One such example, in foreman_salt, it tries to add salt_autosign_key to the host attributes which also triggers a check if compute object needs to be updated. In this case, it fails for Proxmox because vm is already created so it has added volid to the HardDisk and boot order as well on Proxmox server side. But these values are not present in host compute attrtibutes yet as it still takes values from new host and thus it fails to update the compute object:

update VM 103: -virtio local:30, cache=none
Formatting '/var/lib/vz/images/103/vm-103-disk-1.raw', fmt-raw size=32212254720 preallocation=off virtio: successfully created disk 'local: 103/vm-103-disk-1.raw,cache=none, size=30G'
TASK ERROR: 400 Parameter verification failed. virtio0: hotplug problem - can't unplug bootdisk 'virtio1"
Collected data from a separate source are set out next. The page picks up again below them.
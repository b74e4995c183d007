// Wed Oct 14 2026 - Alex

use super::delimited::{append_row, read_table};
use super::error::{StoreError, StoreResult};
use super::freshness::DATE_FORMAT;
use crate::config::Config;
use crate::query::ParseError;
use chrono::NaiveDate;
use std::collections::BTreeSet;
use std::path::{Path, PathBuf};

const ERROR_COLUMNS: [&str; 2] = ["COUNTRY", "ERROR_DATE"];

#[derive(Debug, Clone, PartialEq, Eq)]
pub struct ErrorEntry {
    pub entity_id: String,
    pub error_date: NaiveDate,
}

/// Append-only record of entities whose metadata lookup failed. Repeated
/// failures add repeated rows.
pub struct ErrorLog {
    path: PathBuf,
}

impl ErrorLog {
    pub fn new(config: &Config) -> Self {
        Self::at(config.error_log_path())
    }

    pub fn at(path: PathBuf) -> Self {
        Self { path }
    }

    pub fn path(&self) -> &Path {
        &self.path
    }

    pub fn record(&self, entity_id: &str, error_date: NaiveDate) -> StoreResult<()> {
        let row = vec![
            entity_id.to_string(),
            error_date.format(DATE_FORMAT).to_string(),
        ];
        append_row(&self.path, &ERROR_COLUMNS, &row)?;
        log::info!("Recorded discovery failure for '{}'", entity_id);
        Ok(())
    }

    pub fn entries(&self) -> StoreResult<Vec<ErrorEntry>> {
        let mut out = Vec::new();

        for row in read_table(&self.path, &ERROR_COLUMNS)? {
            let entity_id = row.fields[0].as_str();
            if entity_id.trim().is_empty() {
                return Err(StoreError::corrupt_log(
                    &self.path,
                    row.line,
                    ParseError::EmptyField(ERROR_COLUMNS[0]),
                ));
            }

            let date = row.fields[1].trim();
            let error_date = NaiveDate::parse_from_str(date, DATE_FORMAT).map_err(|_| {
                StoreError::corrupt_log(
                    &self.path,
                    row.line,
                    ParseError::BadDate {
                        field: ERROR_COLUMNS[1],
                        value: date.to_string(),
                    },
                )
            })?;

            out.push(ErrorEntry {
                entity_id: entity_id.to_string(),
                error_date,
            });
        }

        Ok(out)
    }

    pub fn distinct_entities(&self) -> StoreResult<BTreeSet<String>> {
        Ok(self.entries()?.into_iter().map(|e| e.entity_id).collect())
    }
}
// Thu Oct 15 2026 - Alex

pub mod archive;
pub mod config;
pub mod orchestration;
pub mod query;
pub mod retrieval;
pub mod session;
pub mod stack;
pub mod store;
pub mod ui;
pub mod utils;

pub use config::Config;
pub use orchestration::{Orchestrator, RunOptions, RunReport};
pub use query::{PeriodComparison, QueryRecord};
pub use retrieval::{RetrievalFailure, RetrievalMachine};
pub use session::{BrowserSession, ReplaySession};
pub use store::{ErrorLog, FreshnessLog, PendingQueue, StoreError};
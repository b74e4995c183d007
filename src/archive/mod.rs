// Thu Oct 15 2026 - Alex

pub mod manifest;
pub mod zipfile;

#[cfg(test)]
pub(crate) mod fixtures;

pub use manifest::{extract_all, ExtractionSummary, ManifestGuard, MANIFEST_FILE};
pub use zipfile::ZipExtractor;

use std::io;
use std::path::{Path, PathBuf};
use thiserror::Error;

#[derive(Error, Debug)]
pub enum ArchiveError {
    #[error("IO error on {path}: {source}")]
    Io {
        path: PathBuf,
        #[source]
        source: io::Error,
    },
    #[error("Bad archive {path}: {source}")]
    Zip {
        path: PathBuf,
        #[source]
        source: ::zip::result::ZipError,
    },
    #[error("Bad extraction manifest {path}: {reason}")]
    Manifest { path: PathBuf, reason: String },
}

impl ArchiveError {
    pub fn io(path: &Path, source: io::Error) -> Self {
        ArchiveError::Io {
            path: path.to_path_buf(),
            source,
        }
    }
}

pub type ArchiveResult<T> = Result<T, ArchiveError>;

#[derive(Debug, Clone, Copy, PartialEq, Eq)]
pub enum Extraction {
    Extracted { entries: usize },
    Skipped,
}

pub trait ArchiveExtractor {
    /// Unpacks `archive` into `dest`. Implementations must be idempotent.
    fn extract(&self, archive: &Path, dest: &Path) -> ArchiveResult<Extraction>;
}

impl<T: ArchiveExtractor + ?Sized> ArchiveExtractor for Box<T> {
    fn extract(&self, archive: &Path, dest: &Path) -> ArchiveResult<Extraction> {
        (**self).extract(archive, dest)
    }
}
// Thu Oct 15 2026 - Alex

pub mod coordinator;
pub mod observer;
pub mod report;

pub use coordinator::{Orchestrator, RunError, RunOptions};
pub use observer::{NullObserver, Pass, PassObserver};
pub use report::{DiscoveryReport, DrainFailure, DrainReport, RunReport};
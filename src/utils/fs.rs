// Wed Oct 14 2026 - Alex

use std::fs;
use std::io::{self, ErrorKind};
use std::path::{Path, PathBuf};

pub fn ensure_parent_dir(path: &Path) -> io::Result<()> {
    if let Some(parent) = path.parent() {
        if !parent.as_os_str().is_empty() {
            fs::create_dir_all(parent)?;
        }
    }
    Ok(())
}

/// Writes the full contents next to `path` and renames over it, so readers
/// only ever observe the previous or the new version.
pub fn write_atomic(path: &Path, contents: &[u8]) -> io::Result<()> {
    ensure_parent_dir(path)?;

    let tmp = temp_path_for(path);
    fs::write(&tmp, contents)?;
    fs::rename(&tmp, path)
}

/// `Ok(None)` when the file does not exist.
pub fn read_optional(path: &Path) -> io::Result<Option<String>> {
    match fs::read_to_string(path) {
        Ok(text) => Ok(Some(text)),
        Err(e) if e.kind() == ErrorKind::NotFound => Ok(None),
        Err(e) => Err(e),
    }
}

fn temp_path_for(path: &Path) -> PathBuf {
    let mut name = path
        .file_name()
        .map(|n| n.to_os_string())
        .unwrap_or_default();
    name.push(".tmp");
    path.with_file_name(name)
}

#[cfg(test)]
mod tests {
    use super::*;

    #[test]
    fn test_write_atomic_creates_parents_and_replaces() {
        let dir = tempfile::tempdir().unwrap();
        let path = dir.path().join("nested/state.json");

        write_atomic(&path, b"first").unwrap();
        write_atomic(&path, b"second").unwrap();

        assert_eq!(fs::read_to_string(&path).unwrap(), "second");
        assert!(!dir.path().join("nested/state.json.tmp").exists());
    }

    #[test]
    fn test_read_optional_missing() {
        let dir = tempfile::tempdir().unwrap();
        assert_eq!(read_optional(&dir.path().join("absent.csv")).unwrap(), None);
    }
}
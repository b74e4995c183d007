// Thu Oct 15 2026 - Alex

use tariff_harvest::ui::{cli, ErrorDisplay};

fn main() {
    if let Err(e) = cli::run() {
        ErrorDisplay::new().print(&e);
        std::process::exit(1);
    }
}
// Thu Oct 15 2026 - Alex

use std::fmt;

#[derive(Debug, Clone, Copy, PartialEq, Eq)]
pub enum Pass {
    Discovery,
    Drain,
}

impl fmt::Display for Pass {
    fn fmt(&self, f: &mut fmt::Formatter<'_>) -> fmt::Result {
        match self {
            Pass::Discovery => write!(f, "Discovery"),
            Pass::Drain => write!(f, "Drain"),
        }
    }
}

/// Progress hooks for a discovery or drain pass. Keeps the library free of
/// terminal concerns.
pub trait PassObserver {
    fn begin(&self, pass: Pass, total: usize);
    fn advance(&self, item: &str);
    fn finish(&self, summary: &str);
}

pub struct NullObserver;

impl PassObserver for NullObserver {
    fn begin(&self, _pass: Pass, _total: usize) {}
    fn advance(&self, _item: &str) {}
    fn finish(&self, _summary: &str) {}
}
This error might also occur for VMware, for example, VMware 8 doesn’t allow hot-plugging of Harddisks and in that case the volid value would be different for vm_compute_attributes and host compute_attributes.

This function compute_update_required is comparing latest values of vm attributes to the values of host compute attributes which were set during host creation which will return false in many cases.
Is there a better approach to check if compute object needs update?

1 Like

Thanks a lot for the detailed explanation of the problem!

I was wondering if it might also be worth considering a fail-safe at the beginning of compute_update_required. For example, what if we temporarily disable it while the host is still being built?

That way, we could prevent plugins from updating attributes too early and avoid running into the issue you’ve described.